Repeat exactly the lines of the entries below from the one with "req = req.header(CONTENT_TYPE, value);" through the one with "let body = response.bytes().await?;", both ends included, and nothing else.

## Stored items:

++++

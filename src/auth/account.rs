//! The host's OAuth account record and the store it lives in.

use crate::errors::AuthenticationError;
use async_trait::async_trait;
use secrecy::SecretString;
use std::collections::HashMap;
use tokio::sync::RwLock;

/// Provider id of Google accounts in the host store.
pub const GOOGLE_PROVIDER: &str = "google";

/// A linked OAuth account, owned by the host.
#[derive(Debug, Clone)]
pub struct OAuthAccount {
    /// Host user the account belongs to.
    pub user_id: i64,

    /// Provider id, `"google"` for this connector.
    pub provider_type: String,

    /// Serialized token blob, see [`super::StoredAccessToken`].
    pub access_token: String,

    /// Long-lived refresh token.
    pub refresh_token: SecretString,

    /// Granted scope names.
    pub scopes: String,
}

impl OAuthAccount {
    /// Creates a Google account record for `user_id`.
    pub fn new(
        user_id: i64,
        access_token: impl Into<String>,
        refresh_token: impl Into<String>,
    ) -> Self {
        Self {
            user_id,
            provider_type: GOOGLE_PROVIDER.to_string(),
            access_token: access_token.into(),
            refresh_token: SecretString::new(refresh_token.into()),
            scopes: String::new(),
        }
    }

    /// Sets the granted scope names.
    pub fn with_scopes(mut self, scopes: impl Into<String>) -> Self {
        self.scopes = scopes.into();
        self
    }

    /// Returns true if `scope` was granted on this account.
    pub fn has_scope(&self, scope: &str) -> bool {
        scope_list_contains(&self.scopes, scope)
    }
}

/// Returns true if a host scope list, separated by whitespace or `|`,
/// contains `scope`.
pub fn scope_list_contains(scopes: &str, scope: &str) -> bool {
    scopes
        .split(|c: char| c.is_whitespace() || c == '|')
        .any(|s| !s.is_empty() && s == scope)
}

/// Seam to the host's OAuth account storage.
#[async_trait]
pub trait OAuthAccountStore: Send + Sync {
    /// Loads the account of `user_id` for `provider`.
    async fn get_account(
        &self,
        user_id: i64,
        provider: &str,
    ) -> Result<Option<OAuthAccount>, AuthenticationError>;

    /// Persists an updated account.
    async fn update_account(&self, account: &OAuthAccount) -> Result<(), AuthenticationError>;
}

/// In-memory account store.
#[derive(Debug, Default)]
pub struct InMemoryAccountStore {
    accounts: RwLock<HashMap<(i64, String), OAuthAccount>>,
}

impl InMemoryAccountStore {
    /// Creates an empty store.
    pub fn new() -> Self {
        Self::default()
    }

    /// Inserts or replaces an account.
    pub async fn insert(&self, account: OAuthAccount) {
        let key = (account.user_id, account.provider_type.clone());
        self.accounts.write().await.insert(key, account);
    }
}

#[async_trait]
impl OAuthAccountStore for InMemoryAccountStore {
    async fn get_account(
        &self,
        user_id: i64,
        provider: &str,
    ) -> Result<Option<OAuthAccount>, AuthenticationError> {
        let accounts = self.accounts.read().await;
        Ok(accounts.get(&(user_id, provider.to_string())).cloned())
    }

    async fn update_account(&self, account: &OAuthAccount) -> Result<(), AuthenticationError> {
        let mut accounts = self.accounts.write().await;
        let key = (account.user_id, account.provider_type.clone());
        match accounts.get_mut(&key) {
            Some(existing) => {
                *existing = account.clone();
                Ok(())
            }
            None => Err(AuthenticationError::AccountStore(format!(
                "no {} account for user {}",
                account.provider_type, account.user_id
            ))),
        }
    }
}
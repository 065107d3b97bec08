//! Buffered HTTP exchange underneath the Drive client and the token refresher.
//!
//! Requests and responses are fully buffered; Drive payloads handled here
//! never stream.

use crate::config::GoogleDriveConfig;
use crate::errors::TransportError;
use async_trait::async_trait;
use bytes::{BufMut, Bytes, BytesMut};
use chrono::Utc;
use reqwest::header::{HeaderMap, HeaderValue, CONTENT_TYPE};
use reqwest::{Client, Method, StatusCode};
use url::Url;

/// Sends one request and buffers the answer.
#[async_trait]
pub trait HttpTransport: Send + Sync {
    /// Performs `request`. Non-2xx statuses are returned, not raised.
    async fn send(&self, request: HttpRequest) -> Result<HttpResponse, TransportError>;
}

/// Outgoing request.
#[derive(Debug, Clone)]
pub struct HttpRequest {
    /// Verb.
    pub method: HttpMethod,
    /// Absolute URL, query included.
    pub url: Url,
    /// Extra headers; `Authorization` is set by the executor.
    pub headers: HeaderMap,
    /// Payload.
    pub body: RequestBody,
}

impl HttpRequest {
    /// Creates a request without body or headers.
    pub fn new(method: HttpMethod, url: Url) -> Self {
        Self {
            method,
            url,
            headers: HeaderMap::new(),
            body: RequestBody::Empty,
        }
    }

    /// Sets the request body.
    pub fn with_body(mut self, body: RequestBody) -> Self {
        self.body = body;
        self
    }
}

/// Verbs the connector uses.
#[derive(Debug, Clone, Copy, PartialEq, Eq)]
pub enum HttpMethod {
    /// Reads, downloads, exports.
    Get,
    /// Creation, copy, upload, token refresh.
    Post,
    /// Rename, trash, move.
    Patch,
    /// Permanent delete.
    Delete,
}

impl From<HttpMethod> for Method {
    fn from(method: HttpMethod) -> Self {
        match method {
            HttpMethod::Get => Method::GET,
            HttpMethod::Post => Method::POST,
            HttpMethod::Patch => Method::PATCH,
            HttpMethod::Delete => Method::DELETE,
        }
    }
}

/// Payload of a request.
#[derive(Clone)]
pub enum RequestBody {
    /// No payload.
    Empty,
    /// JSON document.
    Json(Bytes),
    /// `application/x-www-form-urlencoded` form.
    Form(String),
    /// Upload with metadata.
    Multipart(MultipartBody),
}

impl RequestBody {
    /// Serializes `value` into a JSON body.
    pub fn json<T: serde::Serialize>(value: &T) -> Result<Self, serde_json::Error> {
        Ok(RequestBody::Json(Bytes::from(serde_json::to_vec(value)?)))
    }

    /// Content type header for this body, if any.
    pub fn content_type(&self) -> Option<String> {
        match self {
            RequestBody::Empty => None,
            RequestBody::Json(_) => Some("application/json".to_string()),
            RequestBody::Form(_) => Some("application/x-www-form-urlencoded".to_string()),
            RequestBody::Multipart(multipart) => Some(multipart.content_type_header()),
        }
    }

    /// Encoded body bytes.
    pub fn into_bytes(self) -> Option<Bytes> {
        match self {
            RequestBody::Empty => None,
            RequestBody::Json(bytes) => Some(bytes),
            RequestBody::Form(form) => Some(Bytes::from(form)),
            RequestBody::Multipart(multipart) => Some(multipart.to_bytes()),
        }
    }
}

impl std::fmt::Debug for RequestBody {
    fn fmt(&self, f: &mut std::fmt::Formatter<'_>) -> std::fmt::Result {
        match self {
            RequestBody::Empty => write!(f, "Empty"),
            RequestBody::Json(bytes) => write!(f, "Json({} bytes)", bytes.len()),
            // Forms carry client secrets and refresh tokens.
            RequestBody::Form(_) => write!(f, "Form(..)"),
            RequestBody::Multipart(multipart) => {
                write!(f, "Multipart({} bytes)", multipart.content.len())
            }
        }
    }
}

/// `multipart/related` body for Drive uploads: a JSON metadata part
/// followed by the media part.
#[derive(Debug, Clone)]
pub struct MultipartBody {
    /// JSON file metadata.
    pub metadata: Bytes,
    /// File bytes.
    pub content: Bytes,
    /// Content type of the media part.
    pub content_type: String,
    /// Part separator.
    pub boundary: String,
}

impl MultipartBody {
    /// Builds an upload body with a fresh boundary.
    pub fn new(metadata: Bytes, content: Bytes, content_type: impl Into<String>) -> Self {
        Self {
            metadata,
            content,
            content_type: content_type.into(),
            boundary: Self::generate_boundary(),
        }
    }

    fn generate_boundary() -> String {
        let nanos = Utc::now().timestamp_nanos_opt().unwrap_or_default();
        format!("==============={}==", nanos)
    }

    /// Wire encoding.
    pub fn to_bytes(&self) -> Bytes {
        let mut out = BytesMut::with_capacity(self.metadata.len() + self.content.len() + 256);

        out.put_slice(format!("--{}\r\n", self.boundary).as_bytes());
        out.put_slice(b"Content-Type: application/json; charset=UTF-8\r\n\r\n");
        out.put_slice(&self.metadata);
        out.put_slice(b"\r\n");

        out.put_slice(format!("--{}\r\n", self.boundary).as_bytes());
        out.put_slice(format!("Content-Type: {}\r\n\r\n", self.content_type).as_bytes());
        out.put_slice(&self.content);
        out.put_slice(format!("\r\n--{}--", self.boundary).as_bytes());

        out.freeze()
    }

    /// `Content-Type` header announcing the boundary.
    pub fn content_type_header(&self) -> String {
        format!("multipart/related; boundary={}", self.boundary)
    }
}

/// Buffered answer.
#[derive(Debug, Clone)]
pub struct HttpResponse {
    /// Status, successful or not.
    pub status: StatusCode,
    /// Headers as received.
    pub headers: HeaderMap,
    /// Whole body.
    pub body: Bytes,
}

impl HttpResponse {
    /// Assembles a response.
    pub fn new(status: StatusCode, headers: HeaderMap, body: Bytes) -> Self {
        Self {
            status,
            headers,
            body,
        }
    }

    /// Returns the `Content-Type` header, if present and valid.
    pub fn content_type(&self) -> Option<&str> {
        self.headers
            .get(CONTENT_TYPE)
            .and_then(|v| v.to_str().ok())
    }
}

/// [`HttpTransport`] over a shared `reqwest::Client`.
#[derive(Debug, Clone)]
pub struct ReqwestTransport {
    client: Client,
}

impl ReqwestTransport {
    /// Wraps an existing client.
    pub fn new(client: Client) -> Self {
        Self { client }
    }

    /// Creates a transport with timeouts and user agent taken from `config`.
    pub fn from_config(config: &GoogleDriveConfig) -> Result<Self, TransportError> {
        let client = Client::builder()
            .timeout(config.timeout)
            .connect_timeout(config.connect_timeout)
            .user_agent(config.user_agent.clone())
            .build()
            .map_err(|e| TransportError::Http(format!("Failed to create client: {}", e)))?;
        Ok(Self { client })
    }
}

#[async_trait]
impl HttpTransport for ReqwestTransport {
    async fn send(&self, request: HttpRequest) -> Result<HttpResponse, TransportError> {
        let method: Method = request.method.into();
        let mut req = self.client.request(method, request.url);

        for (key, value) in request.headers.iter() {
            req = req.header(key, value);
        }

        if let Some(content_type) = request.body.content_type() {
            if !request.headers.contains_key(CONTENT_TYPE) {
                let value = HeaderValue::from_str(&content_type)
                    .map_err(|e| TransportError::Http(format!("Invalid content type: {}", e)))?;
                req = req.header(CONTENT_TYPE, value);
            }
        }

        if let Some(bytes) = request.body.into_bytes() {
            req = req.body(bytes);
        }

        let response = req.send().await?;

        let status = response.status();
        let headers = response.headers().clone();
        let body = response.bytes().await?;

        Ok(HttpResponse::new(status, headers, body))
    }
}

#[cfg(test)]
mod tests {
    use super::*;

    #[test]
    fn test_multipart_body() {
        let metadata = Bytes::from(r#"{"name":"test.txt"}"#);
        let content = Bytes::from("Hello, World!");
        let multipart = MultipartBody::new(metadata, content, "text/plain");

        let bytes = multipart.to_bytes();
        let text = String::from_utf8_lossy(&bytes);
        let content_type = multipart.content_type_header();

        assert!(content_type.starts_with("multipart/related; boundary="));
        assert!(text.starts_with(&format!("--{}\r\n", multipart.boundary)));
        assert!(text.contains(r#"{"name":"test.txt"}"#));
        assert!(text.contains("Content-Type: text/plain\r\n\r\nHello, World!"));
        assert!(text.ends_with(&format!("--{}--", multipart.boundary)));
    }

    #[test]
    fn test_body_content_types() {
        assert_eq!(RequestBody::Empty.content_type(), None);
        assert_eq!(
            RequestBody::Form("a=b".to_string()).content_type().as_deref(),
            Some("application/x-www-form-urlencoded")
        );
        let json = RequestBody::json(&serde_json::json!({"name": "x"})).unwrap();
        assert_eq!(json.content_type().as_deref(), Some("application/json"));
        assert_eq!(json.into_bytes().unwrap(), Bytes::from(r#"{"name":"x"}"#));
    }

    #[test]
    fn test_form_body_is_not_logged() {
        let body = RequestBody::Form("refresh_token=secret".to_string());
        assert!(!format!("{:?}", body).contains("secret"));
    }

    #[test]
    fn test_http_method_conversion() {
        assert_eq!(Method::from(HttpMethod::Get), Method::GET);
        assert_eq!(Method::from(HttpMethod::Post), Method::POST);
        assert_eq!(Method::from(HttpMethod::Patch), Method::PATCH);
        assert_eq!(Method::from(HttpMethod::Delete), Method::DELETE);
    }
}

++++

## SOLUTION:
                req = req.header(CONTENT_TYPE, value);
            }
        }

        if let Some(bytes) = request.body.into_bytes() {
            req = req.body(bytes);
        }

        let response = req.send().await?;

        let status = response.status();
        let headers = response.headers().clone();
        let body = response.bytes().await?;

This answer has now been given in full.